The paper tackles the challenge of nonconvex-nonconcave minimax problems, common in applications like GANs, by proving that the alternating gradient descent ascent (AGDA) algorithm converges globally at a linear rate for a subclass of objectives satisfying a two-sided Polyak-Łojasiewicz inequality, with stochastic AGDA achieving a sublinear rate and a variance-reduced algorithm attaining a faster rate for finite-sum structures.

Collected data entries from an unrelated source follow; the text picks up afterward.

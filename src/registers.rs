//! Register map definitions for the LS7366R quadrature counter.
#![allow(unused_parens)]

use modular_bitfield::prelude::*;

use crate::params::{
    Command, CountCycle, CountEnable, CountMode, CounterWidth, Direction, FilterDivision,
    IndexMode, IndexSync, Quadrature, RegisterSelect,
};

/// Minimal metadata exposed by every register value type.
pub trait Register {
    /// Register selector placed in the instruction byte.
    const SELECT: RegisterSelect;
    /// Value after a `Clear` instruction.
    const CLEAR_VALUE: u8;
}

/// Instruction register (`IR`), the first byte of every transfer.
#[allow(unused_parens)]
#[bitfield]
#[derive(Debug, Clone, Copy, PartialEq, Eq)]
pub struct Instruction {
    #[skip]
    __: B3,
    // Target register (bits 5:3).
    pub register: RegisterSelect,
    // Operation (bits 7:6).
    pub command: Command,
}

impl Instruction {
    /// Encodes `command | register` as the byte clocked to the chip.
    pub fn encode(command: Command, register: RegisterSelect) -> u8 {
        u8::from(Self::new().with_register(register).with_command(command))
    }
}

impl From<u8> for Instruction {
    fn from(value: u8) -> Self {
        Self::from_bytes([value])
    }
}

impl From<Instruction> for u8 {
    fn from(value: Instruction) -> Self {
        value.into_bytes()[0]
    }
}

/// Bitfield representation of `MDR0`.
#[allow(unused_parens)]
#[bitfield]
#[derive(Debug, Clone, Copy, PartialEq, Eq)]
pub struct Mode0 {
    // Quadrature factor (bits 1:0).
    pub quadrature: Quadrature,
    // Count cycle (bits 3:2).
    pub count_cycle: CountCycle,
    // Index function (bits 5:4).
    pub index_mode: IndexMode,
    // Index synchronisation (bit 6).
    pub index_sync: IndexSync,
    // Filter clock division (bit 7).
    pub filter_division: FilterDivision,
}

impl Mode0 {
    /// Free-running, index disabled, filter clock divided by two, with the
    /// quadrature factor of `mode`.
    pub fn for_count_mode(mode: CountMode) -> Self {
        Self::new()
            .with_quadrature(mode.quadrature())
            .with_count_cycle(CountCycle::FreeRunning)
            .with_index_mode(IndexMode::Disabled)
            .with_index_sync(IndexSync::Asynchronous)
            .with_filter_division(FilterDivision::DivideByTwo)
    }
}

impl From<u8> for Mode0 {
    fn from(value: u8) -> Self {
        Self::from_bytes([value])
    }
}

impl From<Mode0> for u8 {
    fn from(value: Mode0) -> Self {
        value.into_bytes()[0]
    }
}

/// Bitfield representation of `MDR1`.
#[allow(unused_parens)]
#[bitfield]
#[derive(Debug, Clone, Copy, PartialEq, Eq)]
pub struct Mode1 {
    // Counter width (bits 1:0).
    pub counter_width: CounterWidth,
    // Counting enable (bit 2).
    pub count_enable: CountEnable,
    #[skip]
    __: B1,
    // Flag on index (bit 4).
    pub flag_index: bool,
    // Flag on compare (bit 5).
    pub flag_compare: bool,
    // Flag on borrow (bit 6).
    pub flag_borrow: bool,
    // Flag on carry (bit 7).
    pub flag_carry: bool,
}

impl From<u8> for Mode1 {
    fn from(value: u8) -> Self {
        Self::from_bytes([value])
    }
}

impl From<Mode1> for u8 {
    fn from(value: Mode1) -> Self {
        value.into_bytes()[0]
    }
}

/// Bitfield representation of `STR`.
#[allow(unused_parens)]
#[bitfield]
#[derive(Debug, Clone, Copy, PartialEq, Eq)]
pub struct Status {
    // Counter sign (bit 0).
    pub sign: bool,
    // Count direction (bit 1).
    pub direction: Direction,
    // Power loss latch (bit 2).
    pub power_loss: bool,
    // Counting enabled (bit 3).
    pub count_enabled: bool,
    // Index latch (bit 4).
    pub index: bool,
    // Compare latch, CNTR == DTR (bit 5).
    pub compare: bool,
    // Borrow latch, CNTR underflow (bit 6).
    pub borrow: bool,
    // Carry latch, CNTR overflow (bit 7).
    pub carry: bool,
}

impl From<u8> for Status {
    fn from(value: u8) -> Self {
        Self::from_bytes([value])
    }
}

impl From<Status> for u8 {
    fn from(value: Status) -> Self {
        value.into_bytes()[0]
    }
}

impl Register for Mode0 {
    const SELECT: RegisterSelect = RegisterSelect::Mode0;
    const CLEAR_VALUE: u8 = 0x00;
}

impl Register for Mode1 {
    const SELECT: RegisterSelect = RegisterSelect::Mode1;
    const CLEAR_VALUE: u8 = 0x00;
}

impl Register for Status {
    const SELECT: RegisterSelect = RegisterSelect::Status;
    const CLEAR_VALUE: u8 = 0x00;
}

/// Decodes a big-endian 32-bit counter transfer as two's complement.
pub fn decode_count(raw: [u8; 4]) -> i32 {
    i32::from_be_bytes(raw)
}

/// Encodes a counter value for a 32-bit `DTR` write.
pub fn encode_count(value: i32) -> [u8; 4] {
    value.to_be_bytes()
}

Nonconvex minimax problems appear frequently in emerging machine learning applications, such as generative adversarial networks and adversarial learning. Simple algorithms such as the gradient descent ascent (GDA) are the common practice for solving these nonconvex games and receive lots of empirical success. Yet, it is known that these vanilla GDA algorithms with constant step size can potentially diverge even in the convex setting. In this work, we show that for a subclass of nonconvex-nonconcave objectives satisfying a so-called two-sided Polyak-Łojasiewicz inequality, the alternating gradient descent ascent (AGDA) algorithm converges globally at a linear rate and the stochastic AGDA achieves a sublinear rate. We further develop a variance reduced algorithm that attains a provably faster rate than AGDA when the problem has the finite-sum structure.